§ **Aim of the task**: With both ends included, repeat exactly the lines of the entries below from the one containing "filament splicing device." down to the one containing "pass classifies every", and no others.

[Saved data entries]
--------
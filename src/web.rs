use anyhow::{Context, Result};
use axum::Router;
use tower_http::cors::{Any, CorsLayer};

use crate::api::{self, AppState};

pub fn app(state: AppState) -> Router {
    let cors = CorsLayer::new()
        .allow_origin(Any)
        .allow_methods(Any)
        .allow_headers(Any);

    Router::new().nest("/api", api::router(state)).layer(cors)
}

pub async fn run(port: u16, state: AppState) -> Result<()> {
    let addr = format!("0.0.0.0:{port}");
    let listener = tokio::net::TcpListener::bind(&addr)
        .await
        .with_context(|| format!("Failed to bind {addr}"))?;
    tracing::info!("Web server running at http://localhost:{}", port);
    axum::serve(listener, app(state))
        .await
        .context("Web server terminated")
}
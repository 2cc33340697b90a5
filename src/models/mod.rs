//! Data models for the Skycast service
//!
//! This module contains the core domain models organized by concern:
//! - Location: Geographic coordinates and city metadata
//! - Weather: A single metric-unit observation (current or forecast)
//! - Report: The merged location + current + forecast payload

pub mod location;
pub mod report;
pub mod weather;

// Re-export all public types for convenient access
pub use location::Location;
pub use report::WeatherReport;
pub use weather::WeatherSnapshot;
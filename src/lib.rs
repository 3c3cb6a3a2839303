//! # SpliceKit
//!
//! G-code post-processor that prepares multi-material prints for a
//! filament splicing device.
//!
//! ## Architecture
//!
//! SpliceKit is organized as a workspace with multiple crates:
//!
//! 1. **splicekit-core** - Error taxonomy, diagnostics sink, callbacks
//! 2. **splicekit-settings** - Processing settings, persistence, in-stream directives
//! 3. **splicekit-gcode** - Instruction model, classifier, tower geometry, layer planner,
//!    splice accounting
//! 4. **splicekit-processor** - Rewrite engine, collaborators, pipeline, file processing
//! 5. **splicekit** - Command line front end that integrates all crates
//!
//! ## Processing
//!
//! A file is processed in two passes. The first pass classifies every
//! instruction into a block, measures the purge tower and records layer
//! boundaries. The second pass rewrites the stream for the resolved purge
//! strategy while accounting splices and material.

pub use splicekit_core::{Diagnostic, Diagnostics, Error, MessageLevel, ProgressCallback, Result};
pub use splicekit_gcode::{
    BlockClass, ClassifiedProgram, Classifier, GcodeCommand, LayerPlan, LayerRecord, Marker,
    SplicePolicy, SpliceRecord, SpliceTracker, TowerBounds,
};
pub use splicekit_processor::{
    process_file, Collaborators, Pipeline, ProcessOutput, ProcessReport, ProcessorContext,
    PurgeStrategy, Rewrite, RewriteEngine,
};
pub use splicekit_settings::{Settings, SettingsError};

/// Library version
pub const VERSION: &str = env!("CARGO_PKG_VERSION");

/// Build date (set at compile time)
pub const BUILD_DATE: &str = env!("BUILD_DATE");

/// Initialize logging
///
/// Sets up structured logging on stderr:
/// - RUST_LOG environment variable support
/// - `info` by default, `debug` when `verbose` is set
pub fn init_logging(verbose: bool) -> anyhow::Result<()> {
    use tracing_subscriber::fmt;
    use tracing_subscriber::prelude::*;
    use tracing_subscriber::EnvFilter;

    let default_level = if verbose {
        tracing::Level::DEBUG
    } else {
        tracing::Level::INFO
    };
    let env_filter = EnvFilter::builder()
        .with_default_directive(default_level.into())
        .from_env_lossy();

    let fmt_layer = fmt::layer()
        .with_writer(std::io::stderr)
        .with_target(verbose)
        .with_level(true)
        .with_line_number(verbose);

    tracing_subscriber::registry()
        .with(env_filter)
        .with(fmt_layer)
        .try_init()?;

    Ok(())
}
--------
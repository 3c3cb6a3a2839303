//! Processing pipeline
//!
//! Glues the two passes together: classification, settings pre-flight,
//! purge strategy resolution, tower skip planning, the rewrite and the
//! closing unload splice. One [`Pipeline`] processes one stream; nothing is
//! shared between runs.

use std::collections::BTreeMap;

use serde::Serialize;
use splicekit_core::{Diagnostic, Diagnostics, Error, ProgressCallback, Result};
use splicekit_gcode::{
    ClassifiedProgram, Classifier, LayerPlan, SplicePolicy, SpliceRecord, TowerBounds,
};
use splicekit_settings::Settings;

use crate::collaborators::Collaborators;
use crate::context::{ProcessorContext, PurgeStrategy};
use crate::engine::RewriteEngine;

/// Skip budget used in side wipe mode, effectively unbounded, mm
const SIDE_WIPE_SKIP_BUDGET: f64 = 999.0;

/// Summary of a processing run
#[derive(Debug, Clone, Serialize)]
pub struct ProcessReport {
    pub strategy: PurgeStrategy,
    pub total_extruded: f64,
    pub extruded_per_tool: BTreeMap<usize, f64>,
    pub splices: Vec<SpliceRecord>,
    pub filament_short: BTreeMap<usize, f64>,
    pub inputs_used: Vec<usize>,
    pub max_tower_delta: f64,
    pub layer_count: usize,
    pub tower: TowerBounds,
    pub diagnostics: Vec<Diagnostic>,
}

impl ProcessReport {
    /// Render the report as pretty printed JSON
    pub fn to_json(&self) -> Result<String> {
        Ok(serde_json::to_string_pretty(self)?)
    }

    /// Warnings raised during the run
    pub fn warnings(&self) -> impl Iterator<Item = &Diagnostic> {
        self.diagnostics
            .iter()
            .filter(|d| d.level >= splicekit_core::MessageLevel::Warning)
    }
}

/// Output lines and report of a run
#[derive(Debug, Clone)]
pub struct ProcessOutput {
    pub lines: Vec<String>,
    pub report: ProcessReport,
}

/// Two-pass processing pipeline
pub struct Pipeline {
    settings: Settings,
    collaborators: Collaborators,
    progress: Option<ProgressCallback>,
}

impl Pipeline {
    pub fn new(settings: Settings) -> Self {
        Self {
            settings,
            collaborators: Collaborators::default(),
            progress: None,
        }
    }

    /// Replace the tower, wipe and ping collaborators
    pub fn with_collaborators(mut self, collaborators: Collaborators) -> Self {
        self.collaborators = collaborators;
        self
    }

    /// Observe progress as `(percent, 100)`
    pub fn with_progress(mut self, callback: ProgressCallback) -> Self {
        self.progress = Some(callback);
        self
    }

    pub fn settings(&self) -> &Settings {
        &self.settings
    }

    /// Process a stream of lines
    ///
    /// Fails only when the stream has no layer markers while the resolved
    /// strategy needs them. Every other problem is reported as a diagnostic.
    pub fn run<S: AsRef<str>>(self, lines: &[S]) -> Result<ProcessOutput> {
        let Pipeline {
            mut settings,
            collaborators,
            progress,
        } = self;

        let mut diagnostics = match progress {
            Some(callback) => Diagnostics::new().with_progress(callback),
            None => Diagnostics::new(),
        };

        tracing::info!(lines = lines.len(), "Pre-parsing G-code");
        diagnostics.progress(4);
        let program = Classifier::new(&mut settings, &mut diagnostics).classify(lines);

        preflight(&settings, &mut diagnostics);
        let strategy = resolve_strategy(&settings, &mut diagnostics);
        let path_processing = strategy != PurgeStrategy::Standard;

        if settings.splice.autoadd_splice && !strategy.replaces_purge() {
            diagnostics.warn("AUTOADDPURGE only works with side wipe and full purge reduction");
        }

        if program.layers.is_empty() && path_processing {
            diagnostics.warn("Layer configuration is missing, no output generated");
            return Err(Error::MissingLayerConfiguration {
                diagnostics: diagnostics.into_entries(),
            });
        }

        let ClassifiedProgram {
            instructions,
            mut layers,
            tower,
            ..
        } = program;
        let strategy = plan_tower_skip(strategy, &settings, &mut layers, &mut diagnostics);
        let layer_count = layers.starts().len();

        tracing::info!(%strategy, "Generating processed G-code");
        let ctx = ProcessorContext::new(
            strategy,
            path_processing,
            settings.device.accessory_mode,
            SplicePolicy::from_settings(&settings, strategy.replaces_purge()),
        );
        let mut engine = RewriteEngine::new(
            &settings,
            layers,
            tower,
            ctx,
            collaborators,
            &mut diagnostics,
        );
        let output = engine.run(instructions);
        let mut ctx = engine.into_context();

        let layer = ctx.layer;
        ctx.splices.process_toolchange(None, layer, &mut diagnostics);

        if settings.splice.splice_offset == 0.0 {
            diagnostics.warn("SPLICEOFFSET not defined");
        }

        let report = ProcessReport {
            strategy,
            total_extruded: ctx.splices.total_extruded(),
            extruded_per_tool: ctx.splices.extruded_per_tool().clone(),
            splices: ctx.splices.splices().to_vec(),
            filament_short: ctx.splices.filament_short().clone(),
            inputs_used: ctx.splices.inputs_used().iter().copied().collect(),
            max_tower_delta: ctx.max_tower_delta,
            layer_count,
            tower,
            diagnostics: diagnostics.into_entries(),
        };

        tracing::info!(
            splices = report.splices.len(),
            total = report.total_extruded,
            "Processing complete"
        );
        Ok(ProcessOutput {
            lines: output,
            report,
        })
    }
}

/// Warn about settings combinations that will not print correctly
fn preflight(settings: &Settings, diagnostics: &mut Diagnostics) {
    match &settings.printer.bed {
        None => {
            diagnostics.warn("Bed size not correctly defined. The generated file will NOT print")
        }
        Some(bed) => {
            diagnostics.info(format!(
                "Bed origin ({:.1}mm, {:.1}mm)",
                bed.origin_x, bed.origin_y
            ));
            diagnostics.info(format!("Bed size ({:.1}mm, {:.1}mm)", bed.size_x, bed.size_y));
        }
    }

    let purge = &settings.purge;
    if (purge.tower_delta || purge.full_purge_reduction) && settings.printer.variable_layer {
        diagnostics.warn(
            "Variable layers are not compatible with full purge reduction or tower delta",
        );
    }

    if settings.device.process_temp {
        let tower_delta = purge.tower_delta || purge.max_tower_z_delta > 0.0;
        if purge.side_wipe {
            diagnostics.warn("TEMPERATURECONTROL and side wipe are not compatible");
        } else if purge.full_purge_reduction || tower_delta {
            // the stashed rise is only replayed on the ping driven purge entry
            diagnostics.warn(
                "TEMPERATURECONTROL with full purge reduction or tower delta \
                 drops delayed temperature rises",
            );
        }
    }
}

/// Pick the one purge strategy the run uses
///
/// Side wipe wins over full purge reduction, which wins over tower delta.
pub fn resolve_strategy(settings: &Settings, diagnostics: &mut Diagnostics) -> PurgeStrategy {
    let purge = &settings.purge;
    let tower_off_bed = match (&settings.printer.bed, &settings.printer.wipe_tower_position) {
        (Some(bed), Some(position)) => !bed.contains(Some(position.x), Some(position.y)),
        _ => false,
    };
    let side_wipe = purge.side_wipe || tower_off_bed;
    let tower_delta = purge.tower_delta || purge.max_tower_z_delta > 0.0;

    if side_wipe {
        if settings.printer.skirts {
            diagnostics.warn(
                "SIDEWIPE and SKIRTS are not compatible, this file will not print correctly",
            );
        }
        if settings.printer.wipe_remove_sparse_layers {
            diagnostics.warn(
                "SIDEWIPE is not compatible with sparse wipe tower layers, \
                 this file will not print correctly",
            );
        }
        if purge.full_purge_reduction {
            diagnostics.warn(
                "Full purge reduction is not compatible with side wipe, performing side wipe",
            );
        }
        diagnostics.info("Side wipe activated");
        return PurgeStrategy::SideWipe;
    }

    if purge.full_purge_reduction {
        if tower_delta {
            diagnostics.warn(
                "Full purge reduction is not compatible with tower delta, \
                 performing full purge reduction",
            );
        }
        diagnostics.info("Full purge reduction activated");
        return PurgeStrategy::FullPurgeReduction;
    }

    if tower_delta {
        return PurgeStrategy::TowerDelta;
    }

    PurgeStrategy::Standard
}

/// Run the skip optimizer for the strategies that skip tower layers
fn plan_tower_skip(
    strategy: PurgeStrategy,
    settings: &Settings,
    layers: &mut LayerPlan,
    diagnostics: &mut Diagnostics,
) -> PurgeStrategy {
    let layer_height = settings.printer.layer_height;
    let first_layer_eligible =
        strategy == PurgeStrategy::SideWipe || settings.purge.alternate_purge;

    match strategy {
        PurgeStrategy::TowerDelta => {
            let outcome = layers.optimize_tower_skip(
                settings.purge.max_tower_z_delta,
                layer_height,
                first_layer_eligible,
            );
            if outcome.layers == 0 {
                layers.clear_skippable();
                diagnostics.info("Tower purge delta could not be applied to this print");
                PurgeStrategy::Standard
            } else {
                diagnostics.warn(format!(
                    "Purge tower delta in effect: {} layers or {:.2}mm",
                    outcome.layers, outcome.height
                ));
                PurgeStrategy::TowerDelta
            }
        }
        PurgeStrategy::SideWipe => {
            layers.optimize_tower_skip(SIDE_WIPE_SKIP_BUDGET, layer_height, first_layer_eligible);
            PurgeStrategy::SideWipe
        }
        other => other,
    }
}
--------
§ **Solution to this problem**:
//! filament splicing device.
//!
//! ## Architecture
//!
//! SpliceKit is organized as a workspace with multiple crates:
//!
//! 1. **splicekit-core** - Error taxonomy, diagnostics sink, callbacks
//! 2. **splicekit-settings** - Processing settings, persistence, in-stream directives
//! 3. **splicekit-gcode** - Instruction model, classifier, tower geometry, layer planner,
//!    splice accounting
//! 4. **splicekit-processor** - Rewrite engine, collaborators, pipeline, file processing
//! 5. **splicekit** - Command line front end that integrates all crates
//!
//! ## Processing
//!
//! A file is processed in two passes. The first pass classifies every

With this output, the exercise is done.